▶ [Problem details] Please report how many lines in the records below contain the word "true", giving only that number.
**** Source data ****
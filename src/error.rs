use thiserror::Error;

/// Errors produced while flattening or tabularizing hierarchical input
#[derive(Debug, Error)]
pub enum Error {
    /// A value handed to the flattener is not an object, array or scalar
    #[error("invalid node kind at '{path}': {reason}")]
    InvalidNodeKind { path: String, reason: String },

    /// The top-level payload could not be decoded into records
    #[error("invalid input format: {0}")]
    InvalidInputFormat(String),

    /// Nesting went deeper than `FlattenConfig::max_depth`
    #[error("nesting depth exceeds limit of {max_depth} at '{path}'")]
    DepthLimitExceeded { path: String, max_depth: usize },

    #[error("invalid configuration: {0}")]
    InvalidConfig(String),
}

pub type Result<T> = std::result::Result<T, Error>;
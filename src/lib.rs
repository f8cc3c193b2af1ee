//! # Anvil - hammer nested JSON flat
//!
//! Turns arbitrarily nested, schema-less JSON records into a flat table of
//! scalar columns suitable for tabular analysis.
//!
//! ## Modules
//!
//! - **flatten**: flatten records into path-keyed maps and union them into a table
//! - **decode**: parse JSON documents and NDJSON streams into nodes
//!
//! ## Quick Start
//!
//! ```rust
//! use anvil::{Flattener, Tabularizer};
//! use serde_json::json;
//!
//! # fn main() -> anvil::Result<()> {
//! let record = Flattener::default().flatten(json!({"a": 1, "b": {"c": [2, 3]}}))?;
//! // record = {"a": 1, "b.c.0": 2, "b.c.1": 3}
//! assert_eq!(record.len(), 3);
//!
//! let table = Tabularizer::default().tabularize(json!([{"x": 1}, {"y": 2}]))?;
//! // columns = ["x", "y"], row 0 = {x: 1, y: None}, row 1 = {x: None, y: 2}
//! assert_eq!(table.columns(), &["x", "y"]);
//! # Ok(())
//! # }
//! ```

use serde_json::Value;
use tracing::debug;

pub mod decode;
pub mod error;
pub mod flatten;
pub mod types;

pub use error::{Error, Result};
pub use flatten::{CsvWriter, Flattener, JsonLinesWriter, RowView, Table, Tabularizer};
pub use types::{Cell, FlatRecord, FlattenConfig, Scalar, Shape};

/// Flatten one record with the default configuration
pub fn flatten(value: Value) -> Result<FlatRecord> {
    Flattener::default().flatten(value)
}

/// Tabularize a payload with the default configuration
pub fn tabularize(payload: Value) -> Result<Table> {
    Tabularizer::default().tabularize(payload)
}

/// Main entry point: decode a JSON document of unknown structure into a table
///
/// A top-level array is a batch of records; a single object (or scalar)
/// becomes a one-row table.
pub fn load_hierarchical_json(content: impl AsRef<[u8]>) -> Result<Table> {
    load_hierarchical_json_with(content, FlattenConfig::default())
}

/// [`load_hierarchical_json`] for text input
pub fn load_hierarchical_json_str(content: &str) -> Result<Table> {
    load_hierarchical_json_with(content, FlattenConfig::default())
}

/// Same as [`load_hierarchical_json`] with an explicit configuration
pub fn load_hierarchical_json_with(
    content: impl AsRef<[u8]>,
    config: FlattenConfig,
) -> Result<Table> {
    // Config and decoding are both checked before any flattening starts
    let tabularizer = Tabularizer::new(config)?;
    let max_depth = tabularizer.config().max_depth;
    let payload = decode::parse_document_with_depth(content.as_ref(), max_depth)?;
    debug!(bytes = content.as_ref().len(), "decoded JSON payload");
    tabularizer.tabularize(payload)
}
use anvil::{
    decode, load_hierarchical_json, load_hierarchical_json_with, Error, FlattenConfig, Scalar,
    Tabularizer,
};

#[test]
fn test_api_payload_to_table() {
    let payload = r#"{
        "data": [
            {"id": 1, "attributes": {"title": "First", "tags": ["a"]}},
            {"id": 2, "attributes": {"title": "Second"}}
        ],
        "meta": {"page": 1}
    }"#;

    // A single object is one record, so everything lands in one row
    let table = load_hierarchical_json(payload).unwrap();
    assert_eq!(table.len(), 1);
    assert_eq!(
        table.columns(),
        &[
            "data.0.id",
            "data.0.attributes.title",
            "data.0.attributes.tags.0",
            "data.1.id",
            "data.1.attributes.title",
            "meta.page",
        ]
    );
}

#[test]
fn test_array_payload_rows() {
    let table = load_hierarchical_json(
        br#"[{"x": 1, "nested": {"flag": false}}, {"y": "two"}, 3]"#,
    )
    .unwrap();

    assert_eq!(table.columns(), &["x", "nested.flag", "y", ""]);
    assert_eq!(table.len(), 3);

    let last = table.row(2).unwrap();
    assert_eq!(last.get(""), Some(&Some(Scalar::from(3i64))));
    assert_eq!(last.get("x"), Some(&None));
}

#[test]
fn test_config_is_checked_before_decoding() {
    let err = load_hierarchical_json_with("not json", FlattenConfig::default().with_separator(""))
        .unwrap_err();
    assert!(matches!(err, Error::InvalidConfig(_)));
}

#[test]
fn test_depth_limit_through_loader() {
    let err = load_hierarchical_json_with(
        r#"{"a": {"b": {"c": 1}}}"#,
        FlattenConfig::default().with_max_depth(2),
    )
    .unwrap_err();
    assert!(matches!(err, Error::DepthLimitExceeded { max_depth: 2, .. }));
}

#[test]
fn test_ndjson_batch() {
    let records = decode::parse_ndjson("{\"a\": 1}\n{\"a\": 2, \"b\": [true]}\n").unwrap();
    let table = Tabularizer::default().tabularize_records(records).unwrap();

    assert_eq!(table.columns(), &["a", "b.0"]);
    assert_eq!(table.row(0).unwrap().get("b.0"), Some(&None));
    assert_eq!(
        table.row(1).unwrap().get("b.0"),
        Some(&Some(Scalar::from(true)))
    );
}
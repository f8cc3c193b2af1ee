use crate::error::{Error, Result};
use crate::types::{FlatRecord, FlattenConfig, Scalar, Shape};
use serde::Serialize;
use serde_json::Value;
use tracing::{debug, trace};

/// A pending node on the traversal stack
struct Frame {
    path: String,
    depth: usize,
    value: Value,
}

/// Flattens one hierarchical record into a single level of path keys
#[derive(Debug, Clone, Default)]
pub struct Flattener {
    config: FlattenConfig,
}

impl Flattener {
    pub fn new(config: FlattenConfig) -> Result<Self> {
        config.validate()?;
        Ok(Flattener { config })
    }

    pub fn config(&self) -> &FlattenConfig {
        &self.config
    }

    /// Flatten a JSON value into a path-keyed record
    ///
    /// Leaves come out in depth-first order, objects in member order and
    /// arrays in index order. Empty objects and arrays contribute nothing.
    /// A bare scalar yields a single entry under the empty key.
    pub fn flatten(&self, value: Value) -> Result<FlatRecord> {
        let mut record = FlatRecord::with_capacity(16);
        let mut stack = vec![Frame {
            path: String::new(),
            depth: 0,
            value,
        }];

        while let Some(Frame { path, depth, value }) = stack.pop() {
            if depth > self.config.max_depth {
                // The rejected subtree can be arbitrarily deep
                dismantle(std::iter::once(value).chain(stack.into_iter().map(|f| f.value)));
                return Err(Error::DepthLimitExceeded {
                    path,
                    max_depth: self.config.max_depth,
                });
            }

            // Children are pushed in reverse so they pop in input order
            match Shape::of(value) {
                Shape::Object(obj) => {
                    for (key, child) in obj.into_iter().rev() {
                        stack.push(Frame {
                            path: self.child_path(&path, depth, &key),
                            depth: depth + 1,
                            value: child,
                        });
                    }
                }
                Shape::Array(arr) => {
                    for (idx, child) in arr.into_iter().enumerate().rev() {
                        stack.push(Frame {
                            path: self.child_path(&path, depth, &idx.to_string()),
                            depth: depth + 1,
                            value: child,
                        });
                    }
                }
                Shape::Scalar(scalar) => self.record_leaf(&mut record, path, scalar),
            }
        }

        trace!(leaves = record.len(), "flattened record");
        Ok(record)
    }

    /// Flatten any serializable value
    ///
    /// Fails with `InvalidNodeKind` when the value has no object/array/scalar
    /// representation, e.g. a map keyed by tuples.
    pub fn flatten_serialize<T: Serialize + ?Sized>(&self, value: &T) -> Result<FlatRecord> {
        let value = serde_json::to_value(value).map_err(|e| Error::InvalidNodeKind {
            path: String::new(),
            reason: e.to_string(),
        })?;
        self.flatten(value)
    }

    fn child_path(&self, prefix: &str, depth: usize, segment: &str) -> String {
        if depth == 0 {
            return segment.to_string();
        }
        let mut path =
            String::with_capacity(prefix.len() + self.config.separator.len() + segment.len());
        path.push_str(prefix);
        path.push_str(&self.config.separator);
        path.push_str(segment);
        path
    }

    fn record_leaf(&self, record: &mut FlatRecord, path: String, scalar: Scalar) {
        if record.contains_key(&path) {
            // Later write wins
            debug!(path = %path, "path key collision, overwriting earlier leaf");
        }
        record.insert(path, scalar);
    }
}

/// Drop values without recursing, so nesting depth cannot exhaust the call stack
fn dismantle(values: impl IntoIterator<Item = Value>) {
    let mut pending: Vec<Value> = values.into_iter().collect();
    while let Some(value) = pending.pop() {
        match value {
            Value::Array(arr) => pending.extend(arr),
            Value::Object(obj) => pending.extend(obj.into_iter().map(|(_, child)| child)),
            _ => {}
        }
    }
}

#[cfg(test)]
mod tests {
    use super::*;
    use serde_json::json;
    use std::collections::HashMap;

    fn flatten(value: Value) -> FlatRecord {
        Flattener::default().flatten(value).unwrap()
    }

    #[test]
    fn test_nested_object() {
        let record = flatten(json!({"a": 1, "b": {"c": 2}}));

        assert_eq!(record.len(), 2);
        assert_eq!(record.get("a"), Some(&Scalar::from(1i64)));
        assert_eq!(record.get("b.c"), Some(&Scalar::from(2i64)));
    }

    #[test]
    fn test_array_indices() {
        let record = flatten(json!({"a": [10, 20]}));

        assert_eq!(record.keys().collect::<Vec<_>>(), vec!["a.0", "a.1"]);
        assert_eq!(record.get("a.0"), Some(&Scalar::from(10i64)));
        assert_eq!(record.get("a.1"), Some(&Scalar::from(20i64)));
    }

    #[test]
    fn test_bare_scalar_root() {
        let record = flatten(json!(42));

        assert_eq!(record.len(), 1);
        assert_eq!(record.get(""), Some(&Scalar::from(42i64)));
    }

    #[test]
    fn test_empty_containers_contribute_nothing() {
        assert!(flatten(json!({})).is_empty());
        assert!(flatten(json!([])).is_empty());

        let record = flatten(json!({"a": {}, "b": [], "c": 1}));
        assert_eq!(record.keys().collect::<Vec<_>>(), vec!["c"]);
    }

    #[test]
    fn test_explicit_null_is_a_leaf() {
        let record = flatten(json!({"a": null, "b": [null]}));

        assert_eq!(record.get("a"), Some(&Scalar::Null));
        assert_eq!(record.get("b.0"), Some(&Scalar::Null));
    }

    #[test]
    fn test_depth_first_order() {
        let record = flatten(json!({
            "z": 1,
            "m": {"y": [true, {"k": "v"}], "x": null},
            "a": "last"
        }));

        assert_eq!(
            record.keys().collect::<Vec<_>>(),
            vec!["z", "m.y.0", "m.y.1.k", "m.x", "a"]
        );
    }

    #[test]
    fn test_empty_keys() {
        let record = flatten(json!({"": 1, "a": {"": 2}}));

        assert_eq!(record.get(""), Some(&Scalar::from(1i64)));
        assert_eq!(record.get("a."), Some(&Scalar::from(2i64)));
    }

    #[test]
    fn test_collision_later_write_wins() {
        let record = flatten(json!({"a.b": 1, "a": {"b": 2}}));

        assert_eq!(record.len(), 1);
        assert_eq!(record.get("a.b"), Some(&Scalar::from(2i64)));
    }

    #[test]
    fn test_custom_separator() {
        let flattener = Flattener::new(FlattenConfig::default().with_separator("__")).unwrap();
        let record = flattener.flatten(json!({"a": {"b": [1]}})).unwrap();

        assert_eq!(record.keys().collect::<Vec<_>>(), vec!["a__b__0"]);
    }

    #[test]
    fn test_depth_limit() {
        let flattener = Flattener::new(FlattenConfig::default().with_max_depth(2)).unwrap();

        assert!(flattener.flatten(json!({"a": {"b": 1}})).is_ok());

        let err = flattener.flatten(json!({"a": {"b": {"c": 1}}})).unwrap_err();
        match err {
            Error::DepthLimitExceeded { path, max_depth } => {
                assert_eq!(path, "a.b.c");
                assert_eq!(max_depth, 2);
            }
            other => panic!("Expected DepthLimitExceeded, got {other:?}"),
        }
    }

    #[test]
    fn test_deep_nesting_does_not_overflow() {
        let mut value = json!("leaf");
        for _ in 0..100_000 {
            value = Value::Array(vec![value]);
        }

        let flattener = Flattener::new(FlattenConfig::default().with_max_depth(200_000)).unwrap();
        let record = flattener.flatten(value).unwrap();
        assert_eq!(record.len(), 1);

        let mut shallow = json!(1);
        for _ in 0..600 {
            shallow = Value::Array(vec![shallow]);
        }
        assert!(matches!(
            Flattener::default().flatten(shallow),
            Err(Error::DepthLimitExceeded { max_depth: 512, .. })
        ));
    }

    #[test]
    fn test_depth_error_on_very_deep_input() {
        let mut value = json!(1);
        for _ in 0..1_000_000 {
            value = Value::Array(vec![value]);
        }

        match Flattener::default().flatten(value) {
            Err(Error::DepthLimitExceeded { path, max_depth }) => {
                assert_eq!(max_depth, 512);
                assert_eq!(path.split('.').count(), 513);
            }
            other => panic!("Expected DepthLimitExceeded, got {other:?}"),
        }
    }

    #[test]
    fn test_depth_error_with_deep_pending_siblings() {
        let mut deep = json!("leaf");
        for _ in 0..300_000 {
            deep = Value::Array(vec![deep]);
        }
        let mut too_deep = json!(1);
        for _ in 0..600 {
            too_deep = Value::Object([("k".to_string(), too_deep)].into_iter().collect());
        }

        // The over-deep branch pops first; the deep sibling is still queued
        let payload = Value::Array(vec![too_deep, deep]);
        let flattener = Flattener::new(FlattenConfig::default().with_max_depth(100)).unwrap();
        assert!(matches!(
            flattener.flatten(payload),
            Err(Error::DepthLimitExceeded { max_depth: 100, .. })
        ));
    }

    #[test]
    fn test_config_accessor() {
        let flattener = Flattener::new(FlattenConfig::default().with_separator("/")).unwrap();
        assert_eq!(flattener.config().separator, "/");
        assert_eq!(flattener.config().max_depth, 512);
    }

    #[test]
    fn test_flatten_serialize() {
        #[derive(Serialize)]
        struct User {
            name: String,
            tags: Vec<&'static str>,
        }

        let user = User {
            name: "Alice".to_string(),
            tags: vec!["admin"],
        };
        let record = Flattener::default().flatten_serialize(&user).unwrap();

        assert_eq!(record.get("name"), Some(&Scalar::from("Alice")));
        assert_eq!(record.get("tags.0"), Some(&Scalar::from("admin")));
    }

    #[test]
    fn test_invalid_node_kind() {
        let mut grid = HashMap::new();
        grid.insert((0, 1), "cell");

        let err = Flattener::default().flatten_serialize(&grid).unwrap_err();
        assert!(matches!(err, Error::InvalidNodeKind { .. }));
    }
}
****
▶ [Answer to this task] 3